U-47700 is just one of many new psychoactive substances being sold on the street as counterfeit prescription drugs or in combination with prescription and illicit drugs. Various monikers like “legal highs,” “research chemicals,” and “synthetic drugs” have been applied to NPS owing to the compounds being structural analogs of target drugs that imitate the pharmacological effects of these drugs. However, NPS are structurally unique from target drugs, in order to evade identification and scheduling by the Drug Enforcement Agency, as well as detection in drug testing laboratories.

As Colby explained, “trends in NPS use change quickly and vary in different parts of the country.” Some of these compounds were synthesized more than 40 years ago but now have re-emerged and made their way into use. With no regulatory oversight on the manufacturing and purity of these products, consuming them poses grave risks.

Colby and Li emphasized that use of NPS in the form of cannabinoids, cathinones, benzodiazepines, opioids, phenethylamines, and more, has led to world-wide adverse drug reactions, hospitalizations, and fatalities.

Laboratories face challenges in detecting these compounds because NPS have variable cross-reactivity with existing immunoassays and because laboratories lack access to analytical methods capable of detecting all of the variations of these designer drugs.

Li described the commonality of designer drug intoxications as well as the toxidromes associated with NPS ingestion. “Toxidromes are important symptoms to recognize early in the care of the poisoned patient,” Li, noted.

The speakers underscored the need for teamwork between medical and clinical toxicologists and clinical laboratories to identify drug compounds in intoxication or poisoning cases. They also described methods that were developed to test for NPS to support patient care.

Colby and Li elaborated, through case reports, their success in using broad-spectrum drug screening via high-resolution mass spectrometry to identify the compounds intoxicated patients had ingested. The session was interactive, using the FXP | touch app, and the speakers quizzed the audience on drugs that corresponded to the toxidrome symptoms in the case reports. They also polled attendees to determine which instruments were being used to support testing in attendees’ emergency departments.

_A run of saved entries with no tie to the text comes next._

//! Error handling for quiver-store
//!
//! Wraps quiver-core ExError with store-specific helpers

use quiver_core::errors::{ExError, ExErrorKind};

/// Result type alias using ExError
pub type Result<T> = std::result::Result<T, ExError>;

/// Create a migration error
pub fn migration_error(version: &str, reason: &str) -> ExError {
    ExError::new(ExErrorKind::MigrationFailed)
        .with_op("migration")
        .with_entity_id(version)
        .with_message(format!("Migration {} failed: {}", version, reason))
}

/// Create a checksum mismatch error
pub fn checksum_mismatch(version: &str, expected: &str, actual: &str) -> ExError {
    ExError::new(ExErrorKind::ChecksumMismatch)
        .with_op("migration_checksum")
        .with_entity_id(version)
        .with_message(format!(
            "Checksum mismatch for migration {}: expected {}, got {}",
            version, expected, actual
        ))
}

/// Create an unresolvable dependency error
pub fn dependency_error(unresolved: &[String]) -> ExError {
    ExError::new(ExErrorKind::DependencyCycle)
        .with_op("migration_order")
        .with_message(format!(
            "Circular dependency or missing migrations: [{}]",
            unresolved.join(", ")
        ))
}

/// Create an import error for one file or document
pub fn import_error(source: &str, reason: &str) -> ExError {
    ExError::new(ExErrorKind::InvalidInput)
        .with_op("import")
        .with_entity_id(source)
        .with_message(reason.to_string())
}

/// Create a not-found error for an entity
pub fn not_found(op: &str, entity_id: impl Into<String>) -> ExError {
    let entity_id = entity_id.into();
    ExError::new(ExErrorKind::NotFound)
        .with_op(op.to_string())
        .with_message(format!("{} not found", entity_id))
        .with_entity_id(entity_id)
}

/// Create a database error from rusqlite::Error
pub fn from_rusqlite(err: rusqlite::Error) -> ExError {
    ExError::new(ExErrorKind::Persistence)
        .with_op("sqlite")
        .with_message(err.to_string())
}

/// Create a serialization error from serde_json::Error
pub fn json_error(operation: &str, err: serde_json::Error) -> ExError {
    ExError::new(ExErrorKind::Serialization)
        .with_op(operation.to_string())
        .with_message(err.to_string())
}

/// Create an IO error
pub fn io_error(operation: &str, err: std::io::Error) -> ExError {
    ExError::new(ExErrorKind::Io)
        .with_op(operation.to_string())
        .with_message(err.to_string())
}
//! Migration framework
//!
//! Provides:
//! - Versioned migrations (embedded SQL pairs and programmatic Rust)
//! - Dependency ordering and environment scoping
//! - A ledger with checksums, failure records and rollback
//! - Schema helpers for column additions and table rebuilds

mod builtin;
mod checksums;
pub mod ddl;
mod embedded;
pub mod environment;
pub mod ledger;
pub mod migration;
mod runner;

pub use builtin::builtin_migrations;
pub use checksums::{compute_checksum, migration_checksum};
pub use environment::{Environment, EnvironmentScope};
pub use ledger::LedgerEntry;
pub use migration::{Migration, SqlMigration};
pub use runner::{
    apply_migrations, backup_path_for, FailedMigration, MigrateOptions, MigrationDetails,
    MigrationInfo, MigrationManager, MigrationReport, MigrationStatus, RollbackReport,
    SequenceValidation,
};
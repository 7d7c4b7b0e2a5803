//! Arrow model specifications as produced by extraction

use crate::errors::{ModelError, Result};
use crate::model::spine::{DiameterCategory, SpineSpecification};
use chrono::{DateTime, Utc};
use serde::{Deserialize, Serialize};
use std::collections::BTreeSet;

pub const SCRAPER_VERSION: &str = "1.0";

/// Primary use category of an arrow
#[derive(Debug, Clone, Copy, PartialEq, Eq, Hash, Serialize, Deserialize)]
pub enum ArrowType {
    #[serde(rename = "hunting")]
    Hunting,
    #[serde(rename = "target")]
    Target,
    #[serde(rename = "indoor")]
    Indoor,
    #[serde(rename = "outdoor")]
    Outdoor,
    #[serde(rename = "3d")]
    ThreeD,
    #[serde(rename = "recreational")]
    Recreational,
}

/// Keyword to type, checked in order against the lowercased input
const ARROW_TYPE_KEYWORDS: [(&str, ArrowType); 10] = [
    ("target", ArrowType::Target),
    ("hunting", ArrowType::Hunting),
    ("indoor", ArrowType::Indoor),
    ("outdoor", ArrowType::Outdoor),
    ("3d", ArrowType::ThreeD),
    ("recreational", ArrowType::Recreational),
    ("competition", ArrowType::Target),
    ("field", ArrowType::Outdoor),
    ("bowhunting", ArrowType::Hunting),
    ("practice", ArrowType::Recreational),
];

impl ArrowType {
    pub fn as_str(&self) -> &'static str {
        match self {
            ArrowType::Hunting => "hunting",
            ArrowType::Target => "target",
            ArrowType::Indoor => "indoor",
            ArrowType::Outdoor => "outdoor",
            ArrowType::ThreeD => "3d",
            ArrowType::Recreational => "recreational",
        }
    }

    /// Map free text from a product page onto a type
    ///
    /// Empty input yields `None`; unrecognised text falls back to target.
    pub fn normalize(raw: &str) -> Option<ArrowType> {
        let lowered = raw.trim().to_lowercase();
        if lowered.is_empty() {
            return None;
        }
        Some(
            ARROW_TYPE_KEYWORDS
                .iter()
                .find(|(keyword, _)| lowered.contains(keyword))
                .map(|(_, t)| *t)
                .unwrap_or(ArrowType::Target),
        )
    }
}

impl std::fmt::Display for ArrowType {
    fn fmt(&self, f: &mut std::fmt::Formatter<'_>) -> std::fmt::Result {
        f.write_str(self.as_str())
    }
}

/// A manufacturer's arrow model with one specification per spine
#[derive(Debug, Clone, PartialEq, Serialize, Deserialize)]
pub struct ArrowSpecification {
    pub manufacturer: String,
    pub model_name: String,
    pub spine_specifications: Vec<SpineSpecification>,
    #[serde(default)]
    pub material: Option<String>,
    #[serde(default)]
    pub carbon_content: Option<String>,
    #[serde(default)]
    pub arrow_type: Option<ArrowType>,
    #[serde(default)]
    pub recommended_use: Vec<String>,
    #[serde(default)]
    pub description: Option<String>,
    #[serde(default)]
    pub primary_image_url: Option<String>,
    #[serde(default)]
    pub straightness_tolerance: Option<String>,
    #[serde(default)]
    pub weight_tolerance: Option<String>,
    #[serde(default)]
    pub price_range: Option<String>,
    #[serde(default)]
    pub availability: Option<String>,
    pub source_url: String,
    pub scraped_at: DateTime<Utc>,
    pub scraper_version: String,
}

impl ArrowSpecification {
    /// Create a validated specification; spine entries are sorted ascending
    pub fn new(
        manufacturer: impl Into<String>,
        model_name: impl Into<String>,
        spine_specifications: Vec<SpineSpecification>,
        source_url: impl Into<String>,
    ) -> Result<Self> {
        let spec = Self {
            manufacturer: manufacturer.into().trim().to_string(),
            model_name: model_name.into().trim().to_string(),
            spine_specifications,
            material: None,
            carbon_content: None,
            arrow_type: None,
            recommended_use: Vec::new(),
            description: None,
            primary_image_url: None,
            straightness_tolerance: None,
            weight_tolerance: None,
            price_range: None,
            availability: None,
            source_url: source_url.into(),
            scraped_at: Utc::now(),
            scraper_version: SCRAPER_VERSION.to_string(),
        };
        spec.validated()
    }

    /// Validate and sort; used after deserialising data from disk
    pub fn validated(mut self) -> Result<Self> {
        if self.manufacturer.trim().is_empty() {
            return Err(ModelError::EmptyManufacturer);
        }
        if self.model_name.trim().is_empty() {
            return Err(ModelError::EmptyModelName);
        }
        if self.spine_specifications.is_empty() {
            return Err(ModelError::NoSpineSpecifications {
                model_name: self.model_name.clone(),
            });
        }

        let mut specs = Vec::with_capacity(self.spine_specifications.len());
        for spec in self.spine_specifications {
            specs.push(spec.normalized()?);
        }
        specs.sort_by_key(|s| s.spine);
        if let Some(dup) = specs.windows(2).find(|w| w[0].spine == w[1].spine) {
            return Err(ModelError::DuplicateSpine {
                model_name: self.model_name.clone(),
                spine: dup[0].spine,
            });
        }
        self.spine_specifications = specs;
        Ok(self)
    }

    pub fn spine_options(&self) -> Vec<u32> {
        self.spine_specifications.iter().map(|s| s.spine).collect()
    }

    pub fn spec_for_spine(&self, spine: u32) -> Option<&SpineSpecification> {
        self.spine_specifications.iter().find(|s| s.spine == spine)
    }

    /// (min, max) outer diameter across spines
    pub fn diameter_range(&self) -> Option<(f64, f64)> {
        min_max(self.spine_specifications.iter().map(|s| s.outer_diameter))
    }

    /// (min, max) GPI across spines
    pub fn gpi_range(&self) -> Option<(f64, f64)> {
        min_max(self.spine_specifications.iter().map(|s| s.gpi_weight))
    }

    /// Distinct categories, smallest first
    pub fn diameter_categories(&self) -> Vec<DiameterCategory> {
        self.spine_specifications
            .iter()
            .filter_map(|s| s.diameter_category)
            .collect::<BTreeSet<_>>()
            .into_iter()
            .collect()
    }

    pub fn primary_diameter_category(&self) -> Option<DiameterCategory> {
        self.diameter_categories().into_iter().next()
    }

    /// Inner-preferred diameter of the given spine, or of the first spine
    pub fn effective_diameter(&self, spine: Option<u32>) -> Option<f64> {
        match spine {
            Some(s) => self.spec_for_spine(s).map(|spec| spec.effective_diameter()),
            None => self
                .spine_specifications
                .first()
                .map(|spec| spec.effective_diameter()),
        }
    }
}

fn min_max(values: impl Iterator<Item = f64>) -> Option<(f64, f64)> {
    values.fold(None, |acc, v| match acc {
        None => Some((v, v)),
        Some((lo, hi)) => Some((lo.min(v), hi.max(v))),
    })
}
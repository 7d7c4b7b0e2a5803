//! Canonical schema constants for structured logging and events
//!
//! These constants ensure consistency across all logging and error reporting.

// Canonical field keys for structured logging
pub const FIELD_COMPONENT: &str = "component";
pub const FIELD_OP: &str = "op";
pub const FIELD_EVENT: &str = "event";
pub const FIELD_DURATION_MS: &str = "duration_ms";

// Entity identifiers
pub const FIELD_ARROW_ID: &str = "arrow_id";
pub const FIELD_MANUFACTURER: &str = "manufacturer";
pub const FIELD_MIGRATION_VERSION: &str = "migration_version";
pub const FIELD_ISSUE_ID: &str = "issue_id";
pub const FIELD_URL: &str = "url";

// Collection sizes
pub const FIELD_ARROWS_FOUND: &str = "arrows_found";
pub const FIELD_ISSUE_COUNT: &str = "issue_count";

// Error fields
pub const FIELD_ERR_KIND: &str = "err_kind";
pub const FIELD_ERR_CODE: &str = "err_code";

// Canonical event names
pub const EVENT_START: &str = "start";
pub const EVENT_END: &str = "end";
pub const EVENT_END_ERROR: &str = "end_error";
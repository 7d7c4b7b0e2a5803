//! Chat-completion client used for specification extraction

use crate::errors::{config_error, llm_error, Result};
use async_trait::async_trait;
use quiver_core_types::Sensitive;
use reqwest::Client;
use serde::{Deserialize, Serialize};
use std::time::Duration;

pub const DEFAULT_BASE_URL: &str = "https://api.deepseek.com";
pub const DEFAULT_MODEL: &str = "deepseek-chat";
pub const API_KEY_ENV: &str = "DEEPSEEK_API_KEY";

/// A text-in, text-out language model
#[async_trait]
pub trait LlmClient: Send + Sync {
    fn name(&self) -> &'static str;

    async fn complete(&self, prompt: &str) -> Result<String>;
}

/// Connection settings for an OpenAI-compatible endpoint
#[derive(Debug, Clone)]
pub struct LlmSettings {
    pub base_url: String,
    pub model: String,
    pub max_tokens: u32,
    pub temperature: f64,
    pub api_key: Sensitive<String>,
    pub timeout_secs: u64,
}

impl LlmSettings {
    pub fn new(api_key: impl Into<String>) -> Self {
        Self {
            base_url: DEFAULT_BASE_URL.to_string(),
            model: DEFAULT_MODEL.to_string(),
            max_tokens: 1000,
            temperature: 0.1,
            api_key: Sensitive::new(api_key.into()),
            timeout_secs: 120,
        }
    }

    /// # Errors
    ///
    /// `Configuration` when `DEEPSEEK_API_KEY` is unset or empty.
    pub fn from_env() -> Result<Self> {
        match std::env::var(API_KEY_ENV) {
            Ok(key) if !key.trim().is_empty() => Ok(Self::new(key.trim())),
            _ => Err(config_error(format!("{API_KEY_ENV} is not set"))),
        }
    }

    fn endpoint(&self) -> String {
        format!("{}/chat/completions", self.base_url.trim_end_matches('/'))
    }
}

/// Client for DeepSeek and other OpenAI-compatible chat APIs
pub struct OpenAiCompatibleClient {
    client: Client,
    settings: LlmSettings,
}

impl OpenAiCompatibleClient {
    /// # Errors
    ///
    /// `ExternalService` when the HTTP client cannot be built.
    pub fn new(settings: LlmSettings) -> Result<Self> {
        let client = Client::builder()
            .timeout(Duration::from_secs(settings.timeout_secs))
            .build()
            .map_err(|e| llm_error("openai-compatible", e.to_string()))?;
        Ok(Self { client, settings })
    }

    /// # Errors
    ///
    /// `Configuration` when the API key is missing.
    pub fn from_env() -> Result<Self> {
        Self::new(LlmSettings::from_env()?)
    }

    pub fn model(&self) -> &str {
        &self.settings.model
    }
}

#[derive(Serialize)]
struct Request<'a> {
    model: &'a str,
    max_tokens: u32,
    temperature: f64,
    messages: Vec<Message<'a>>,
}

#[derive(Serialize)]
struct Message<'a> {
    role: &'static str,
    content: &'a str,
}

#[derive(Deserialize)]
struct Response {
    #[serde(default)]
    choices: Vec<Choice>,
}

#[derive(Deserialize)]
struct Choice {
    message: ChoiceMessage,
}

#[derive(Deserialize)]
struct ChoiceMessage {
    #[serde(default)]
    content: Option<String>,
}

#[async_trait]
impl LlmClient for OpenAiCompatibleClient {
    fn name(&self) -> &'static str {
        "openai-compatible"
    }

    async fn complete(&self, prompt: &str) -> Result<String> {
        let request = Request {
            model: &self.settings.model,
            max_tokens: self.settings.max_tokens,
            temperature: self.settings.temperature,
            messages: vec![Message {
                role: "user",
                content: prompt,
            }],
        };

        let response = self
            .client
            .post(self.settings.endpoint())
            .header(
                "Authorization",
                format!("Bearer {}", self.settings.api_key.expose()),
            )
            .json(&request)
            .send()
            .await
            .map_err(|e| llm_error(self.name(), e.to_string()))?
            .error_for_status()
            .map_err(|e| llm_error(self.name(), e.to_string()))?
            .json::<Response>()
            .await
            .map_err(|e| llm_error(self.name(), format!("invalid response body: {e}")))?;

        Ok(response
            .choices
            .into_iter()
            .next()
            .and_then(|c| c.message.content)
            .map(|content| content.trim().to_string())
            .unwrap_or_default())
    }
}

#[cfg(test)]
mod tests {
    use super::*;

    #[test]
    fn test_settings_defaults() {
        let settings = LlmSettings::new("sk-test");
        assert_eq!(settings.model, "deepseek-chat");
        assert_eq!(settings.max_tokens, 1000);
        assert_eq!(settings.endpoint(), "https://api.deepseek.com/chat/completions");
        assert_eq!(format!("{:?}", settings.api_key), "***REDACTED***");
    }

    #[test]
    fn test_endpoint_trims_trailing_slash() {
        let mut settings = LlmSettings::new("k");
        settings.base_url = "http://localhost:8080/v1/".to_string();
        assert_eq!(settings.endpoint(), "http://localhost:8080/v1/chat/completions");
    }

    #[test]
    fn test_response_without_content_is_empty() {
        let response: Response =
            serde_json::from_str(r#"{"choices":[{"message":{"role":"assistant"}}]}"#).unwrap();
        assert!(response.choices[0].message.content.is_none());
    }
}
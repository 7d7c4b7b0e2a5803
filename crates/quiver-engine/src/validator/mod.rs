//! Catalog data-quality validation
//!
//! [`DataValidator`] runs every check against the database and builds a
//! [`ValidationReport`]. Persisting runs and applying fixes is done by
//! `commands::validate`.

#![allow(clippy::result_large_err)]

mod checks;
mod report;

pub use checks::CATEGORIES;
pub use report::{
    health_score, sql_fix_script, CategoryCount, MaterialCount, SpineCoverage, ValidationReport,
};

use quiver_store::errors::{from_rusqlite, Result};
use quiver_store::repo::NewIssue;
use rusqlite::Connection;
use serde::Serialize;
use sha2::{Digest, Sha256};

#[derive(Debug, Clone, Copy, PartialEq, Eq, Hash, PartialOrd, Ord, Serialize)]
#[serde(rename_all = "lowercase")]
pub enum Severity {
    Critical,
    Warning,
    Info,
}

impl Severity {
    pub fn as_str(&self) -> &'static str {
        match self {
            Severity::Critical => "critical",
            Severity::Warning => "warning",
            Severity::Info => "info",
        }
    }
}

impl std::fmt::Display for Severity {
    fn fmt(&self, f: &mut std::fmt::Formatter<'_>) -> std::fmt::Result {
        f.write_str(self.as_str())
    }
}

/// One problem found in the catalog
#[derive(Debug, Clone, PartialEq, Serialize)]
pub struct ValidationIssue {
    pub category: &'static str,
    pub severity: Severity,
    /// `None` for database-level problems
    pub arrow_id: Option<i64>,
    pub manufacturer: Option<String>,
    pub model_name: Option<String>,
    pub field: String,
    pub issue: String,
    pub current_value: Option<String>,
    pub suggested_fix: String,
    /// Statement that repairs the problem; a leading `--` marks it as advice only
    pub sql_fix: Option<String>,
}

impl ValidationIssue {
    /// Stable identity across runs: SHA-256 of `arrow_id:field:issue:current_value`
    pub fn issue_hash(&self) -> String {
        let content = format!(
            "{}:{}:{}:{}",
            self.arrow_id.unwrap_or(0),
            self.field,
            self.issue,
            self.current_value.as_deref().unwrap_or("")
        );
        hex::encode(Sha256::digest(content.as_bytes()))
    }

    pub fn auto_fixable(&self) -> bool {
        self.sql_fix
            .as_deref()
            .map(|sql| !sql.trim().is_empty() && !sql.trim_start().starts_with("--"))
            .unwrap_or(false)
    }

    pub fn to_new_issue(&self) -> NewIssue {
        NewIssue {
            issue_hash: self.issue_hash(),
            category: self.category.to_string(),
            severity: self.severity.as_str().to_string(),
            arrow_id: self.arrow_id,
            manufacturer: self.manufacturer.clone(),
            model_name: self.model_name.clone(),
            field: Some(self.field.clone()),
            issue_description: self.issue.clone(),
            current_value: self.current_value.clone(),
            suggested_fix: Some(self.suggested_fix.clone()),
            sql_fix: self.sql_fix.clone(),
            auto_fixable: self.auto_fixable(),
        }
    }
}

/// Runs the catalog checks over one connection
pub struct DataValidator<'a> {
    conn: &'a Connection,
}

impl<'a> DataValidator<'a> {
    pub fn new(conn: &'a Connection) -> Self {
        Self { conn }
    }

    /// Run every check, in category order
    ///
    /// # Errors
    ///
    /// `Persistence` when a check query fails.
    pub fn run(&self) -> Result<ValidationReport> {
        let total_arrows: i64 = self
            .conn
            .query_row("SELECT COUNT(*) FROM arrows", [], |row| row.get(0))
            .map_err(from_rusqlite)?;

        let mut issues = Vec::new();
        for (category, check) in checks::all() {
            let found = check(self.conn)?;
            tracing::debug!(category, issues = found.len(), "validation check");
            issues.extend(found);
        }

        ValidationReport::build(
            self.conn,
            usize::try_from(total_arrows).unwrap_or(0),
            issues,
        )
    }
}

#[cfg(test)]
mod tests {
    use super::*;

    fn issue(sql_fix: Option<&str>) -> ValidationIssue {
        ValidationIssue {
            category: checks::SPINE_DATA_QUALITY,
            severity: Severity::Critical,
            arrow_id: Some(12),
            manufacturer: Some("Easton Archery".to_string()),
            model_name: Some("Axis".to_string()),
            field: "spine".to_string(),
            issue: "Invalid or missing spine value".to_string(),
            current_value: Some("0".to_string()),
            suggested_fix: "Remove invalid spine specification".to_string(),
            sql_fix: sql_fix.map(str::to_string),
        }
    }

    #[test]
    fn test_issue_hash_is_stable_sha256() {
        let a = issue(None);
        let b = issue(Some("DELETE FROM spine_specifications WHERE id = 4;"));
        assert_eq!(a.issue_hash(), b.issue_hash());
        assert_eq!(a.issue_hash().len(), 64);

        let mut c = issue(None);
        c.current_value = Some("5".to_string());
        assert_ne!(a.issue_hash(), c.issue_hash());
    }

    #[test]
    fn test_auto_fixable_needs_executable_sql() {
        assert!(issue(Some("DELETE FROM spine_specifications WHERE id = 4;")).auto_fixable());
        assert!(!issue(Some("-- Manual review required")).auto_fixable());
        assert!(!issue(None).auto_fixable());
    }

    #[test]
    fn test_to_new_issue_carries_hash_and_flag() {
        let new_issue = issue(Some("DELETE FROM spine_specifications WHERE id = 4;")).to_new_issue();
        assert_eq!(new_issue.severity, "critical");
        assert_eq!(new_issue.category, "Spine Data Quality");
        assert!(new_issue.auto_fixable);
        assert_eq!(new_issue.field.as_deref(), Some("spine"));
    }
}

“These drugs are not going away. In fact, the number of new drugs continues to increase,” Colby said. “Outbreaks of drug substitutions, where users ingest something other than what they expected, continue all across the country. Poison control centers are often the first to hear of these epidemics, yet lack close laboratory collaborators to rapidly identify the causative drug. I think that by working with our medical toxicology colleagues, clinical toxicologists can play an important role in patient care and potentially even in public health.”